PHP DOMDocument and DOMXPath
The native PHP HTML/XML parser. No Composer dependencies, ships with every PHP install, supports DOM traversal and XPath queries.
What you’ll learn
- Load HTML into a `DOMDocument` and silence its noisy warnings.
- Query with `getElementsByTagName`, `getElementById`.
- Run XPath queries via `DOMXPath`.
- Extract text, attributes, and inner HTML reliably.

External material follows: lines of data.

#[cfg(test)]
mod web_routes_tests {
    use axum::body::Body;
    use axum::http::{header, Request, StatusCode};
    use axum::Router;
    use diesel::r2d2::{ConnectionManager, Pool};
    use diesel::PgConnection;
    use http_body_util::BodyExt;
    use std::sync::Arc;
    use tower::ServiceExt;
    use uuid::Uuid;

    use eduvillage::core::config::AppConfig;
    use eduvillage::main_module::build_router;
    use eduvillage::shared::enums::Role;
    use eduvillage::shared::models::User;
    use eduvillage::shared::state::AppState;

    /// State whose pool never connects; the routes below must not need it.
    fn offline_state() -> Arc<AppState> {
        let manager =
            ConnectionManager::<PgConnection>::new("postgres://nobody@127.0.0.1:1/eduvillage");
        let pool = Pool::builder()
            .max_size(1)
            .connection_timeout(std::time::Duration::from_millis(200))
            .build_unchecked(manager);
        AppState::new(pool, AppConfig::default())
    }

    fn app() -> (Router, Arc<AppState>) {
        let state = offline_state();
        (build_router(state.clone()), state)
    }

    fn bearer_for(state: &AppState, role: Role) -> String {
        let user = User {
            id: Uuid::new_v4(),
            username: format!("{}1", role.as_str()),
            email: None,
            display_name: None,
            password_hash: String::new(),
            role,
            is_active: true,
            date_joined: chrono::Utc::now(),
        };
        format!("Bearer {}", state.auth.issue_token(&user).unwrap())
    }

    async fn body_text(response: axum::response::Response) -> String {
        let bytes = response.into_body().collect().await.unwrap().to_bytes();
        String::from_utf8_lossy(&bytes).to_string()
    }

    #[tokio::test]
    async fn test_healthz_is_always_ok() {
        let (app, _) = app();
        let response = app
            .oneshot(Request::get("/healthz").body(Body::empty()).unwrap())
            .await
            .unwrap();

        assert_eq!(response.status(), StatusCode::OK);
        let body = body_text(response).await;
        assert!(body.contains("\"status\":\"ok\""));
    }

    #[tokio::test]
    async fn test_login_page_preselects_role() {
        let (app, _) = app();
        let response = app
            .oneshot(
                Request::get("/accounts/login?role=teacher")
                    .body(Body::empty())
                    .unwrap(),
            )
            .await
            .unwrap();

        assert_eq!(response.status(), StatusCode::OK);
        let body = body_text(response).await;
        assert!(body.contains("Teacher login"));
        assert!(body.contains("value=\"teacher\" selected"));
    }

    #[tokio::test]
    async fn test_verify_form_renders() {
        let (app, _) = app();
        let response = app
            .oneshot(Request::get("/certificates/verify").body(Body::empty()).unwrap())
            .await
            .unwrap();

        assert_eq!(response.status(), StatusCode::OK);
        assert!(body_text(response).await.contains("name=\"certificate_id\""));
    }

    #[tokio::test]
    async fn test_blank_verification_code_shows_form_error() {
        let (app, _) = app();
        let response = app
            .oneshot(
                Request::post("/certificates/verify")
                    .header(header::CONTENT_TYPE, "application/x-www-form-urlencoded")
                    .body(Body::from("certificate_id=+++"))
                    .unwrap(),
            )
            .await
            .unwrap();

        assert_eq!(response.status(), StatusCode::OK);
        assert!(body_text(response)
            .await
            .contains("Please enter a certificate ID"));
    }

    #[tokio::test]
    async fn test_qr_code_is_png() {
        let (app, _) = app();
        let uri = format!("/certificates/qr/{}", Uuid::new_v4());
        let response = app
            .oneshot(Request::get(uri).body(Body::empty()).unwrap())
            .await
            .unwrap();

        assert_eq!(response.status(), StatusCode::OK);
        assert_eq!(response.headers()[header::CONTENT_TYPE], "image/png");
        let bytes = response.into_body().collect().await.unwrap().to_bytes();
        assert!(bytes.starts_with(&[0x89, b'P', b'N', b'G']));
    }

    #[tokio::test]
    async fn test_qr_code_for_malformed_code_is_not_found() {
        let (app, _) = app();
        let response = app
            .oneshot(
                Request::get("/certificates/qr/not-a-code")
                    .body(Body::empty())
                    .unwrap(),
            )
            .await
            .unwrap();

        assert_eq!(response.status(), StatusCode::NOT_FOUND);
    }

    #[tokio::test]
    async fn test_anonymous_user_is_sent_to_login() {
        for path in ["/dashboard/student", "/teacher/new-course", "/admin", "/certificates/my"] {
            let (app, _) = app();
            let response = app
                .oneshot(Request::get(path).body(Body::empty()).unwrap())
                .await
                .unwrap();

            assert_eq!(response.status(), StatusCode::SEE_OTHER, "{path}");
            assert_eq!(response.headers()[header::LOCATION], "/accounts/login", "{path}");
        }
    }

    #[tokio::test]
    async fn test_session_is_not_trusted_without_the_account_row() {
        let (app, state) = app();
        let response = app
            .oneshot(
                Request::get("/teacher/new-course")
                    .header(header::AUTHORIZATION, bearer_for(&state, Role::Teacher))
                    .body(Body::empty())
                    .unwrap(),
            )
            .await
            .unwrap();

        assert_eq!(response.status(), StatusCode::SERVICE_UNAVAILABLE);
        assert!(!body_text(response).await.contains("New course"));
    }

    #[tokio::test]
    async fn test_progress_api_answers_json_without_session() {
        let (app, _) = app();
        let response = app
            .oneshot(Request::get("/api/progress").body(Body::empty()).unwrap())
            .await
            .unwrap();

        assert_eq!(response.status(), StatusCode::UNAUTHORIZED);
        let json: serde_json::Value = serde_json::from_str(&body_text(response).await).unwrap();
        assert_eq!(json["success"], false);
        assert_eq!(json["error"], "Please log in to continue.");
    }

    #[tokio::test]
    async fn test_error_page_shows_and_consumes_pending_flash() {
        let (app, _) = app();
        let response = app
            .oneshot(
                Request::get("/certificates/qr/not-a-code")
                    .header(header::COOKIE, "flash=warning%3AHeads%20up")
                    .body(Body::empty())
                    .unwrap(),
            )
            .await
            .unwrap();

        assert_eq!(response.status(), StatusCode::NOT_FOUND);
        let cleared = response
            .headers()
            .get_all(header::SET_COOKIE)
            .iter()
            .filter_map(|v| v.to_str().ok())
            .any(|c| c.starts_with("flash="));
        assert!(cleared);

        let body = body_text(response).await;
        assert!(body.contains("Heads up"));
        assert!(body.contains("alert-warning"));
    }

    #[tokio::test]
    async fn test_logout_clears_session_and_flashes() {
        let (app, _) = app();
        let response = app
            .oneshot(
                Request::post("/accounts/logout")
                    .header(header::COOKIE, "auth_token=stale")
                    .body(Body::empty())
                    .unwrap(),
            )
            .await
            .unwrap();

        assert_eq!(response.status(), StatusCode::SEE_OTHER);
        let cookies: Vec<_> = response
            .headers()
            .get_all(header::SET_COOKIE)
            .iter()
            .filter_map(|v| v.to_str().ok())
            .collect();
        assert!(cookies.iter().any(|c| c.starts_with("auth_token=")));
        assert!(cookies.iter().any(|c| c.starts_with("flash=")));
    }
}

DOMDocument and DOMXPath ship with every PHP install (via libxml2). They're verbose compared to Guzzle + DomCrawler, but they have one big advantage: zero dependencies. For quick scripts, restricted hosts, or environments where Composer is unavailable, they're invaluable.
Loading HTML
<?php
$html = file_get_contents('https://practice.scrapingcentral.com/challenges/static/tables/simple');
$doc = new DOMDocument();
libxml_use_internal_errors(true); // suppress noisy parse warnings
$doc->loadHTML($html);
libxml_clear_errors();
The libxml_use_internal_errors(true) call is essential. Real-world HTML triggers dozens of libxml warnings (htmlParseEntityRef, Tag X invalid, etc.) that you don't want littering your output. Suppress, then clear after loading.
A common encoding pitfall
DOMDocument::loadHTML assumes ISO-8859-1 by default. For UTF-8 pages, which is most pages, you must signal it:
$doc->loadHTML('<?xml encoding="UTF-8"?>' . $html);
Or, on PHP 8.4+, use the new DOM\HTMLDocument::createFromString($html) which handles UTF-8 by default. For broad compatibility today, the XML processing instruction prefix is the workaround.
Basic queries
// By tag name
$h1s = $doc->getElementsByTagName('h1');
foreach ($h1s as $h1) {
echo $h1->textContent . "\n";
}
// By id
$nav = $doc->getElementById('nav');
// Iteration
foreach ($doc->getElementsByTagName('a') as $a) {
echo $a->getAttribute('href') . "\n";
}
getElementsByTagName returns a DOMNodeList (live, iterable). getElementById returns a single node or null, but requires the document to have a proper DOCTYPE for it to work reliably. Often you'll fall back to XPath.
XPath: the workhorse
For anything beyond tag-name lookups, use DOMXPath:
$xpath = new DOMXPath($doc);
$cards = $xpath->query('//article[contains(@class, "product-card")]');
foreach ($cards as $card) {
$name = $xpath->evaluate('string(.//h2)', $card);
$price = $xpath->evaluate('string(.//*[contains(@class, "price")])', $card);
$url = $xpath->evaluate('string(.//a/@href)', $card);
echo "$name | $price | $url\n";
}
Two important methods:
$xpath->query($xpath, $contextNode = null), returns aDOMNodeList.$xpath->evaluate($xpath, $contextNode = null), returns a node list OR a scalar (string, number, bool) depending on the XPath expression.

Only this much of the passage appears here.